Waar de eigen inkomsten tussen 2015 en 2019 nog meestegen met de inflatie, is dat de laatste jaren niet langer het geval door de impact van de coronapandemie en daarna de stijgende loon- en energiekosten en de sterk toegenomen inflatie. Ten opzichte van acht jaar geleden steeg de inflatie tot 2023 twee keer zo hard als de eigen inkomsten. Daarmee is de reële waarde van de eigen inkomsten sinds 2015 afgenomen.
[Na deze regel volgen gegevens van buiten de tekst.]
//! Named sound cues; the page owns the actual synthesis.

use std::fmt;

use tracing::trace;

use crate::{
    dto::sse::{CueEvent, ServerEvent},
    state::SseHub,
};

const EVENT_CUE: &str = "cue";

/// Sound effects the page knows how to play.
#[derive(Debug, Clone, Copy, PartialEq, Eq, Hash)]
pub enum Cue {
    /// Short click, e.g. when a member is removed.
    Click,
    /// Fanfare revealing a winner.
    Tada,
    /// Low impact sound.
    Boom,
    /// Card flying across the screen.
    Whoosh,
    /// One peg of the spinning wheel.
    Tick,
    /// Refused action.
    Wrong,
}

impl Cue {
    /// Name the page uses for the cue.
    pub fn as_str(&self) -> &'static str {
        match self {
            Cue::Click => "click",
            Cue::Tada => "tada",
            Cue::Boom => "boom",
            Cue::Whoosh => "whoosh",
            Cue::Tick => "tick",
            Cue::Wrong => "wrong",
        }
    }
}

impl fmt::Display for Cue {
    fn fmt(&self, f: &mut fmt::Formatter<'_>) -> fmt::Result {
        f.write_str(self.as_str())
    }
}

/// Capability to request a sound cue.
pub trait CuePlayer: Send + Sync {
    /// Ask for `cue` to be played; never blocks and never fails.
    fn play_cue(&self, cue: Cue);
}

/// Forwards cues to the page as `cue` SSE events.
pub struct SseCuePlayer {
    hub: SseHub,
}

impl SseCuePlayer {
    /// Player publishing on `hub`.
    pub fn new(hub: SseHub) -> Self {
        Self { hub }
    }
}

impl CuePlayer for SseCuePlayer {
    fn play_cue(&self, cue: Cue) {
        trace!(%cue, "cue requested");
        let payload = CueEvent {
            cue: cue.as_str().to_string(),
        };
        if let Ok(event) = ServerEvent::json(Some(EVENT_CUE.to_string()), &payload) {
            self.hub.broadcast(event);
        }
    }
}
Wanneer ook de eigen inkomsten uit de vrije sectoren, onder meer architectuur, games, bioscopen, festivals, musicals en boekwinkels, meegenomen worden, bedroegen de gezamenlijke eigen inkomsten in 2023 tenminste 3,85 miljard euro. Dit totaalbedrag is gebaseerd op gegevens over eigen inkomsten binnen
Hieronder gaan we apart in op de acht domeinen uit de Cultuurmonitor en wat daarbinnen bekend is over eigen inkomsten.
Architectuur
In de architectuursector zijn geen totaalcijfers over de eigen inkomsten uit 2023 bekend. In 2022 bedroeg de gezamenlijke omzet van de architectenbranche 1,05 miljard euro en de gemiddelde operationele bedrijfsresultaten waren 10,7 procent. De gemiddelde omvang van een opdracht bedroeg 164.410 euro. Het overgrote gedeelte van deze omzet werd in eigen land behaald, 5,9 procent kwam uit het buitenland. De afgelopen jaren is de omzet van de branche stabiel geweest (BNA 2024, BNA 2023).
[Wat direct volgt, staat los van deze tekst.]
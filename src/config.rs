//! Application-level configuration loading: storage location and the draw/spin pacing.

use std::{env, fs, io::ErrorKind, path::PathBuf, time::Duration};

use serde::Deserialize;
use tracing::{info, warn};

use crate::state::{draw::DrawTimings, wheel::SpinSettings};

/// Default location on disk where the server looks for the JSON configuration.
const DEFAULT_CONFIG_PATH: &str = "config/app.json";
/// Environment variable that overrides [`DEFAULT_CONFIG_PATH`].
const CONFIG_PATH_ENV: &str = "LUCK_CENTER_BACK_CONFIG_PATH";
/// Default file holding the persisted preferences.
const DEFAULT_STORAGE_PATH: &str = "data/preferences.json";

#[derive(Debug, Clone)]
/// Immutable runtime configuration shared across the application.
pub struct AppConfig {
    /// Preferences file; `None` keeps preferences in memory only.
    pub storage_path: Option<PathBuf>,
    /// Pacing of the team draw reveal.
    pub draw: DrawTimings,
    /// Shape and pacing of wheel spins.
    pub spin: SpinSettings,
}

impl AppConfig {
    /// Load the application configuration from disk, falling back to built-in defaults.
    pub fn load() -> Self {
        let path = resolve_config_path();
        match fs::read_to_string(&path) {
            Ok(contents) => match serde_json::from_str::<RawConfig>(&contents) {
                Ok(raw) => {
                    let app_config: Self = raw.into();
                    info!(
                        path = %path.display(),
                        storage = ?app_config.storage_path,
                        "loaded configuration"
                    );
                    app_config
                }
                Err(err) => {
                    warn!(
                        path = %path.display(),
                        error = %err,
                        "failed to parse config; falling back to defaults"
                    );
                    Self::default()
                }
            },
            Err(err) if err.kind() == ErrorKind::NotFound => {
                info!(
                    path = %path.display(),
                    "config file not found; using built-in defaults"
                );
                Self::default()
            }
            Err(err) => {
                warn!(
                    path = %path.display(),
                    error = %err,
                    "failed to read config; falling back to defaults"
                );
                Self::default()
            }
        }
    }

    /// Configuration with in-memory preferences and the given pacing, handy for tests.
    pub fn in_memory(draw: DrawTimings, spin: SpinSettings) -> Self {
        Self {
            storage_path: None,
            draw,
            spin,
        }
    }
}

impl Default for AppConfig {
    fn default() -> Self {
        Self {
            storage_path: Some(PathBuf::from(DEFAULT_STORAGE_PATH)),
            draw: DrawTimings::default(),
            spin: SpinSettings::default(),
        }
    }
}

#[derive(Debug, Default, Deserialize)]
#[serde(default)]
/// JSON representation of the configuration file located at [`DEFAULT_CONFIG_PATH`].
struct RawConfig {
    /// `null` disables persistence, absent uses [`DEFAULT_STORAGE_PATH`].
    #[serde(default = "default_storage_path")]
    storage_path: Option<String>,
    draw: RawDraw,
    spin: RawSpin,
}

fn default_storage_path() -> Option<String> {
    Some(DEFAULT_STORAGE_PATH.to_string())
}

#[derive(Debug, Default, Deserialize)]
#[serde(default)]
/// Draw pacing overrides, in milliseconds.
struct RawDraw {
    frame_tick_ms: Option<u64>,
    settle_ms: Option<u64>,
    step_gap_ms: Option<u64>,
}

#[derive(Debug, Default, Deserialize)]
#[serde(default)]
/// Spin overrides.
struct RawSpin {
    duration_ms: Option<u64>,
    tick_interval_ms: Option<u64>,
    tick_count: Option<u32>,
}

impl From<RawConfig> for AppConfig {
    fn from(value: RawConfig) -> Self {
        let draw_defaults = DrawTimings::default();
        let spin_defaults = SpinSettings::default();

        let draw = DrawTimings {
            frame_tick: millis_or(value.draw.frame_tick_ms, draw_defaults.frame_tick),
            settle: millis_or(value.draw.settle_ms, draw_defaults.settle),
            step_gap: millis_or(value.draw.step_gap_ms, draw_defaults.step_gap),
        };
        let spin = SpinSettings {
            duration: millis_or(value.spin.duration_ms, spin_defaults.duration),
            tick_interval: millis_or(value.spin.tick_interval_ms, spin_defaults.tick_interval),
            tick_count: value.spin.tick_count.unwrap_or(spin_defaults.tick_count),
            ..spin_defaults
        };

        Self {
            storage_path: value
                .storage_path
                .filter(|path| !path.trim().is_empty())
                .map(PathBuf::from),
            draw,
            spin,
        }
    }
}

fn millis_or(value: Option<u64>, fallback: Duration) -> Duration {
    value.map(Duration::from_millis).unwrap_or(fallback)
}

/// Resolve the configuration path taking the environment override into account.
fn resolve_config_path() -> PathBuf {
    env::var_os(CONFIG_PATH_ENV)
        .map(PathBuf::from)
        .filter(|path| !path.as_os_str().is_empty())
        .unwrap_or_else(|| PathBuf::from(DEFAULT_CONFIG_PATH))
}

#[cfg(test)]
mod tests {
    use super::*;

    #[test]
    fn partial_file_keeps_remaining_defaults() {
        let raw: RawConfig =
            serde_json::from_str(r#"{ "draw": { "settle_ms": 120 }, "spin": { "tick_count": 3 } }"#)
                .unwrap();
        let config = AppConfig::from(raw);

        assert_eq!(config.storage_path, Some(PathBuf::from(DEFAULT_STORAGE_PATH)));
        assert_eq!(config.draw.settle, Duration::from_millis(120));
        assert_eq!(config.draw.frame_tick, DrawTimings::default().frame_tick);
        assert_eq!(config.spin.tick_count, 3);
        assert_eq!(config.spin.duration, Duration::from_millis(4_000));
    }

    #[test]
    fn null_storage_path_disables_persistence() {
        let raw: RawConfig = serde_json::from_str(r#"{ "storage_path": null }"#).unwrap();
        assert_eq!(AppConfig::from(raw).storage_path, None);
    }
}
Lees hier meer over het domein Architectuur op de Cultuurmonitor.
Audiovisueel
In de audiovisuele sector zijn er verschillende inkomstenbronnen die ons samen een idee geven over de grootte van de sector, maar de eigen inkomsten zijn niet exact te achterhalen. In 2023 was de totale omzet van bioscopen en filmtheaters in Nederland 333,3 miljoen euro, waarvan 42,1 miljoen euro afkomstig van Nederlandse films. De omzet van DVD en Blu-ray daalt al jaren en bedroeg 17 miljoen euro. De inkomsten van video-on-demand-platformen stijgen de laatste jaren juist zeer sterk en bedragen samen 1,14 miljard euro.
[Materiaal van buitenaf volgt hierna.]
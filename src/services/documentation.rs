use utoipa::OpenApi;

#[derive(OpenApi)]
/// Aggregated OpenAPI specification for Luck Center Back.
#[openapi(
    paths(
        crate::routes::health::healthcheck,
        crate::routes::sse::stream,
        crate::routes::teams::get_teams,
        crate::routes::teams::sample_roster,
        crate::routes::teams::preview,
        crate::routes::teams::generate,
        crate::routes::teams::cancel_draw,
        crate::routes::teams::move_member,
        crate::routes::teams::remove_member,
        crate::routes::teams::reset,
        crate::routes::wheel::list_names,
        crate::routes::wheel::add_name,
        crate::routes::wheel::clear_names,
        crate::routes::wheel::remove_name,
        crate::routes::wheel::fill_sample,
        crate::routes::wheel::spin,
        crate::routes::wheel::last_result,
        crate::routes::preferences::get_theme,
        crate::routes::preferences::set_theme,
        crate::routes::preferences::toggle_theme,
    ),
    components(
        schemas(
            crate::dto::health::HealthResponse,
            crate::dto::common::ActionResponse,
            crate::dto::common::PointDto,
            crate::dto::teams::GenerateTeamsRequest,
            crate::dto::teams::RosterPreviewRequest,
            crate::dto::teams::RosterPreviewResponse,
            crate::dto::teams::MoveMemberRequest,
            crate::dto::teams::TeamSummary,
            crate::dto::teams::MemberSummary,
            crate::dto::teams::TeamsResponse,
            crate::dto::teams::DrawStartedResponse,
            crate::dto::teams::SampleRosterResponse,
            crate::dto::wheel::AddWheelNameRequest,
            crate::dto::wheel::AddWheelNameResponse,
            crate::dto::wheel::WheelNamesResponse,
            crate::dto::wheel::SpinStartedResponse,
            crate::dto::wheel::SpinResultResponse,
            crate::dto::preferences::ThemeDto,
            crate::dto::preferences::SetThemeRequest,
            crate::dto::preferences::ThemeResponse,
            crate::dto::sse::Handshake,
            crate::dto::sse::SystemStatus,
            crate::dto::sse::DrawStepEvent,
            crate::dto::sse::DrawStartedEvent,
            crate::dto::sse::DrawCommittedEvent,
            crate::dto::sse::DrawFinishedEvent,
            crate::dto::sse::TeamsUpdatedEvent,
            crate::dto::sse::WheelNamesEvent,
            crate::dto::sse::ThemeChangedEvent,
            crate::dto::sse::CueEvent,
        )
    ),
    tags(
        (name = "health", description = "Health check endpoints"),
        (name = "sse", description = "Server-sent events stream"),
        (name = "teams", description = "Team generator and draw animation"),
        (name = "wheel", description = "Wheel of names"),
        (name = "preferences", description = "Persisted page preferences"),
    )
)]
pub struct ApiDoc;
Het is echter niet bekend hoeveel van de inkomsten van deze streamingsdiensten, die grotendeels in buitenlandse handen zijn, terugvloeien naar de Nederlandse sector. Deze inkomstenbron is daarom in dit overzicht niet meegeteld. Mogelijk komt er in de toekomst meer inzicht in de hoogte van hun inkomsten in Nederland. Streamingsdiensten met een jaaromzet van meer dan 10 miljoen euro zijn namelijk per 1 januari 2024 verplicht om vijf procent van hun jaaromzet in Nederlandse audiovisuele producties
Lees hier meer over het domein Audiovisueel op de Cultuurmonitor.
Beeldende kunst
Binnen de beeldende kunstsector is in 2023 tenminste 256,1 miljoen euro aan eigen inkomsten verdiend. Allereerst zijn dit inkomsten uit beeldrechten: in 2023 ging dit om een bedrag van 13,1 miljoen euro (Pictoright 2024). Beeldende kunstmusea haalden datzelfde jaar 243 miljoen euro aan eigen inkomsten binnen, waarvan 140 miljoen euro aan publieksinkomsten en 103 miljoen euro aan overige inkomsten. Via sponsoring haalden ze nog eens 14 miljoen euro op. Dit laatste bedrag is hier niet als eigen inkomsten meegeteld, omdat het hierboven al is meegenomen in de private bijdragen (
Lees hier meer over het domein Beeldende kunst op de Cultuurmonitor.
Design
In de designsector zijn geen cijfers beschikbaar over eigen inkomsten in 2023. In 2022 was de gemiddelde omzet van ontwerpbureaus 113.185 euro en van zelfstandig ontwerpers 91.793 euro, gebaseerd op een onderzoek van de BNO-branchemonitor waaraan 67 ontwerpbureaus en 145 zelfstandig ontwerpers meewerkten (Hattum en Legerstee 2024).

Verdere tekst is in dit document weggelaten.